● TASK DIRECTIONS
Set down exactly the lines from the one containing "pub struct Dataset" through the last line of the data below, and no others.

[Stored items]
____________

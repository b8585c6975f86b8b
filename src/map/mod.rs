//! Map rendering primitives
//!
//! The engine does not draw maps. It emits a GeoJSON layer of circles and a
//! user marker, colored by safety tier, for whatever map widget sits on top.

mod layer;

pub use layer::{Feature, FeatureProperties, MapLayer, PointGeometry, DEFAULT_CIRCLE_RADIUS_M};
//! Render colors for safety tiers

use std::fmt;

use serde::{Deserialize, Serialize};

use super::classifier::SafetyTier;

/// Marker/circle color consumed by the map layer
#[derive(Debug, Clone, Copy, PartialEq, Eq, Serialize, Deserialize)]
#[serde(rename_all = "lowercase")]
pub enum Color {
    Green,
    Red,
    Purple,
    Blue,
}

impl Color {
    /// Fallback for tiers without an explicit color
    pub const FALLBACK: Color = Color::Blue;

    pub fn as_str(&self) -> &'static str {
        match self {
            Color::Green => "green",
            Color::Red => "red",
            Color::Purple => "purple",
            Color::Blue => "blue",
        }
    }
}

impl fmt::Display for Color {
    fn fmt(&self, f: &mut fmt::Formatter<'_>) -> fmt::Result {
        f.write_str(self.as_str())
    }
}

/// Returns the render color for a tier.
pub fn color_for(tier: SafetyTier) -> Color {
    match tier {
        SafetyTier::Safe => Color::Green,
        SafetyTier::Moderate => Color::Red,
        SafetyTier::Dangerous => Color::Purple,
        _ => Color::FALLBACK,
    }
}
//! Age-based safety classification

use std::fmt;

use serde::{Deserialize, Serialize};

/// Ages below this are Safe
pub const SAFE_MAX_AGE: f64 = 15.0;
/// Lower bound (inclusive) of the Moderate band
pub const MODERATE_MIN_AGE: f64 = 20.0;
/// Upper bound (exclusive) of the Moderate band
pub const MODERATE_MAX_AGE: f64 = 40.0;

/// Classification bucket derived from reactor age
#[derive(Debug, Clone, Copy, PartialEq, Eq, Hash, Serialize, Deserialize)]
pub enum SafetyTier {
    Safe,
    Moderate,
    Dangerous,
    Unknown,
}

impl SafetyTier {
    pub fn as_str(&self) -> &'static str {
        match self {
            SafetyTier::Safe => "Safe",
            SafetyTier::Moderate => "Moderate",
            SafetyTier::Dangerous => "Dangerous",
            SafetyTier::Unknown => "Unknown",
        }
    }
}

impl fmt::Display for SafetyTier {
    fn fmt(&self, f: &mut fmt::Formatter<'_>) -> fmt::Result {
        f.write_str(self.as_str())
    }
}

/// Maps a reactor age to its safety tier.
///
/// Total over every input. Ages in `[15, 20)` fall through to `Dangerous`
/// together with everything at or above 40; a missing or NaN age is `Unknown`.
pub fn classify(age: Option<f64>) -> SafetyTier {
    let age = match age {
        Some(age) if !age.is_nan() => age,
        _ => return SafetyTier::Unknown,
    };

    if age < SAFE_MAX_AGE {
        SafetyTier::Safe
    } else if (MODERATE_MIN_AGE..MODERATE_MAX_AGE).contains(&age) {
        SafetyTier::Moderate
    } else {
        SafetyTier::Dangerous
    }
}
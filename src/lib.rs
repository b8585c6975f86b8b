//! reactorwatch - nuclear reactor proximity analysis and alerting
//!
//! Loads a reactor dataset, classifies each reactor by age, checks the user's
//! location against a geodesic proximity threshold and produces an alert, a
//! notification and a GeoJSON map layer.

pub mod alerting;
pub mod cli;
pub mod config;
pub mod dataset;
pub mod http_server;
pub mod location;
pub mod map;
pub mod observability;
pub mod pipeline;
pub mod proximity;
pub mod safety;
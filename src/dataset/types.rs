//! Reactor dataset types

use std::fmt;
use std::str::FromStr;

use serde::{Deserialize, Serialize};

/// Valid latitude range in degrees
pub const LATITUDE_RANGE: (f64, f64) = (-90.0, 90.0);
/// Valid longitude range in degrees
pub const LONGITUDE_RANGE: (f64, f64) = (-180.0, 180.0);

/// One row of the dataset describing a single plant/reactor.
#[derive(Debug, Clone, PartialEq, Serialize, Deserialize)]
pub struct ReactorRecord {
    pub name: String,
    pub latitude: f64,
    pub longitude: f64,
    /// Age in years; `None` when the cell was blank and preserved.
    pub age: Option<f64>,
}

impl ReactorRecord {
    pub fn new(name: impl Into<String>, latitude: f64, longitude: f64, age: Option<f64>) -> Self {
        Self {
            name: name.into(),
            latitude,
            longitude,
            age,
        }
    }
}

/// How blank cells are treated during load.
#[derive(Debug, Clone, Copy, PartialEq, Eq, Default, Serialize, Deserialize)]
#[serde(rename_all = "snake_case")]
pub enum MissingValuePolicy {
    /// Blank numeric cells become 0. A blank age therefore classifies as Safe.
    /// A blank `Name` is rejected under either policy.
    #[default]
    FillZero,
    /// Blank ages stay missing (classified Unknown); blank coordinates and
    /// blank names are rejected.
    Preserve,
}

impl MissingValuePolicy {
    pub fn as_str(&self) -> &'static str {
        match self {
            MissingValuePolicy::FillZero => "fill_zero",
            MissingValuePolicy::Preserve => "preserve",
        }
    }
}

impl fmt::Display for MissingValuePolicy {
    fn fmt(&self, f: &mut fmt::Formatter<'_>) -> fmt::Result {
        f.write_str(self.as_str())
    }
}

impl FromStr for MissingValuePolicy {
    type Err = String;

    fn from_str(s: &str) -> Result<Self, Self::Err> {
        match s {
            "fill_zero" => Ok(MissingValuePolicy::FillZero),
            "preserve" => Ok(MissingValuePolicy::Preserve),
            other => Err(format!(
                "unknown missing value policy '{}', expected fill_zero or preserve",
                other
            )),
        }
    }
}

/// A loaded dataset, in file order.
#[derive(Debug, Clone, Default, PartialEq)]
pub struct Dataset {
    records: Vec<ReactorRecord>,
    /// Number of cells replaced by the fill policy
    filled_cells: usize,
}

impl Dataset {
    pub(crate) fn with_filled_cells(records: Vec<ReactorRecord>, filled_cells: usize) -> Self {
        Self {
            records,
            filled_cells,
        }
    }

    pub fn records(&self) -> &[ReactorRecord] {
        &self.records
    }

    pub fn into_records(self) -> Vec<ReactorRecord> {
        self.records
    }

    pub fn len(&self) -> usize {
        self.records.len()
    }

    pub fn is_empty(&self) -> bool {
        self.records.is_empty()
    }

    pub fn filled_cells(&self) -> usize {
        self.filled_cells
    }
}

____________

● EXERCISE RESULT
pub struct Dataset {
    records: Vec<ReactorRecord>,
    /// Number of cells replaced by the fill policy
    filled_cells: usize,
}

impl Dataset {
    pub(crate) fn with_filled_cells(records: Vec<ReactorRecord>, filled_cells: usize) -> Self {
        Self {
            records,
            filled_cells,
        }
    }

    pub fn records(&self) -> &[ReactorRecord] {
        &self.records
    }

    pub fn into_records(self) -> Vec<ReactorRecord> {
        self.records
    }

    pub fn len(&self) -> usize {
        self.records.len()
    }

    pub fn is_empty(&self) -> bool {
        self.records.is_empty()
    }

    pub fn filled_cells(&self) -> usize {
        self.filled_cells
    }
}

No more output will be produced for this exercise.